%%

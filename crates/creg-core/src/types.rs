//! Data model shared by event sources, the multiplexer and backends
//!
//! Events and container snapshots are created by an event source per runtime
//! notification and are never mutated afterwards. Nothing here is retained:
//! the registry is the only durable state.

use crate::error::{Error, Result};
use std::collections::HashMap;
use std::fmt;
use std::str::FromStr;

/// Lifecycle action reported by a container runtime
#[derive(Debug, Clone, PartialEq, Eq, Hash)]
pub enum ContainerAction {
    /// Container started
    Start,
    /// Container stopped
    Stop,
    /// Container killed
    Kill,
    /// Any other runtime action, carried verbatim
    Other(String),
}

impl ContainerAction {
    /// Parse a runtime action string
    pub fn parse(action: &str) -> Self {
        match action {
            "start" => Self::Start,
            "stop" => Self::Stop,
            "kill" => Self::Kill,
            other => Self::Other(other.to_string()),
        }
    }

    /// Whether the action ends a container's registrations
    pub fn is_teardown(&self) -> bool {
        matches!(self, Self::Stop | Self::Kill)
    }
}

impl fmt::Display for ContainerAction {
    fn fmt(&self, f: &mut fmt::Formatter<'_>) -> fmt::Result {
        match self {
            Self::Start => f.write_str("start"),
            Self::Stop => f.write_str("stop"),
            Self::Kill => f.write_str("kill"),
            Self::Other(action) => f.write_str(action),
        }
    }
}

/// A container port token, `"<number>/<proto>"`
///
/// The protocol defaults to `tcp` when absent.
#[derive(Debug, Clone, PartialEq, Eq, Hash, PartialOrd, Ord)]
pub struct Port {
    number: u16,
    proto: String,
}

impl Port {
    /// Create a port from its parts
    pub fn new(number: u16, proto: impl Into<String>) -> Self {
        Self {
            number,
            proto: proto.into(),
        }
    }

    /// Parse a port token such as `80/tcp`, `53/udp` or `8080`
    pub fn parse(token: &str) -> Result<Self> {
        let token = token.trim();
        let (number, proto) = match token.split_once('/') {
            Some((number, proto)) => (number, proto),
            None => (token, ""),
        };

        if number.is_empty() {
            return Err(Error::label(format!("empty port number in '{}'", token)));
        }

        let number = number
            .parse::<u16>()
            .map_err(|e| Error::label(format!("invalid port number in '{}': {}", token, e)))?;

        let proto = if proto.is_empty() { "tcp" } else { proto };

        Ok(Self::new(number, proto))
    }

    /// Port number
    pub fn number(&self) -> u16 {
        self.number
    }

    /// Protocol (`tcp`, `udp`, ...)
    pub fn proto(&self) -> &str {
        &self.proto
    }
}

impl fmt::Display for Port {
    fn fmt(&self, f: &mut fmt::Formatter<'_>) -> fmt::Result {
        write!(f, "{}/{}", self.number, self.proto)
    }
}

impl FromStr for Port {
    type Err = Error;

    fn from_str(s: &str) -> Result<Self> {
        Self::parse(s)
    }
}

/// Runtime-assigned external binding for a container port
#[derive(Debug, Clone, Default, PartialEq, Eq)]
pub struct PortBinding {
    /// Host IP the port is bound on
    pub host_ip: String,
    /// Host port number, as reported by the runtime
    pub host_port: String,
}

impl PortBinding {
    /// Create a new binding
    pub fn new(host_ip: impl Into<String>, host_port: impl Into<String>) -> Self {
        Self {
            host_ip: host_ip.into(),
            host_port: host_port.into(),
        }
    }
}

/// Snapshot of a container as seen by an event source
#[derive(Debug, Clone, Default, PartialEq, Eq)]
pub struct ContainerInfo {
    /// Runtime-assigned id, stable for the container's lifetime
    pub id: String,
    /// Container labels
    pub labels: HashMap<String, String>,
    /// Published port bindings keyed by container port
    pub ports: HashMap<Port, Vec<PortBinding>>,
}

impl ContainerInfo {
    /// Create an empty container snapshot
    pub fn new(id: impl Into<String>) -> Self {
        Self {
            id: id.into(),
            ..Self::default()
        }
    }

    /// Add a label
    pub fn with_label(mut self, key: impl Into<String>, value: impl Into<String>) -> Self {
        self.labels.insert(key.into(), value.into());
        self
    }

    /// Add a port binding
    pub fn with_binding(mut self, port: Port, binding: PortBinding) -> Self {
        self.ports.entry(port).or_default().push(binding);
        self
    }

    /// Label value, if present
    pub fn label(&self, key: &str) -> Option<&str> {
        self.labels.get(key).map(String::as_str)
    }
}

/// A container lifecycle event
#[derive(Debug, Clone, PartialEq, Eq)]
pub struct ContainerEvent {
    /// What happened
    pub action: ContainerAction,
    /// The container it happened to
    pub container: ContainerInfo,
}

impl ContainerEvent {
    /// Create a new event
    pub fn new(action: ContainerAction, container: ContainerInfo) -> Self {
        Self { action, container }
    }

    /// Shorthand for a `start` event
    pub fn start(container: ContainerInfo) -> Self {
        Self::new(ContainerAction::Start, container)
    }

    /// Shorthand for a `stop` event
    pub fn stop(container: ContainerInfo) -> Self {
        Self::new(ContainerAction::Stop, container)
    }
}

/// A resolved unit to register: one service name plus its tags
#[derive(Debug, Clone, PartialEq, Eq)]
pub struct ServiceSpec {
    /// Service name
    pub name: String,
    /// Ordered `key=value` tags
    pub tags: Vec<String>,
}

#[cfg(test)]
mod tests {
    use super::*;

    #[test]
    fn port_defaults_to_tcp() {
        assert_eq!(Port::parse("8080").unwrap(), Port::new(8080, "tcp"));
        assert_eq!(Port::parse("8080/").unwrap(), Port::new(8080, "tcp"));
        assert_eq!(Port::parse("53/udp").unwrap().proto(), "udp");
    }

    #[test]
    fn port_rejects_garbage() {
        assert!(Port::parse("").is_err());
        assert!(Port::parse("/tcp").is_err());
        assert!(Port::parse("http/tcp").is_err());
        assert!(Port::parse("70000/tcp").is_err());
    }

    #[test]
    fn port_displays_as_token() {
        assert_eq!(Port::new(443, "tcp").to_string(), "443/tcp");
    }

    #[test]
    fn action_round_trips_through_strings() {
        assert_eq!(ContainerAction::parse("kill"), ContainerAction::Kill);
        assert_eq!(
            ContainerAction::parse("die"),
            ContainerAction::Other("die".to_string())
        );
        assert_eq!(ContainerAction::Stop.to_string(), "stop");
        assert!(ContainerAction::Kill.is_teardown());
        assert!(!ContainerAction::Start.is_teardown());
    }
}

%%

Brief:
Every line of the listing that holds the word "FromStr" should be counted. Please give that number only.

Solution to this problem:
2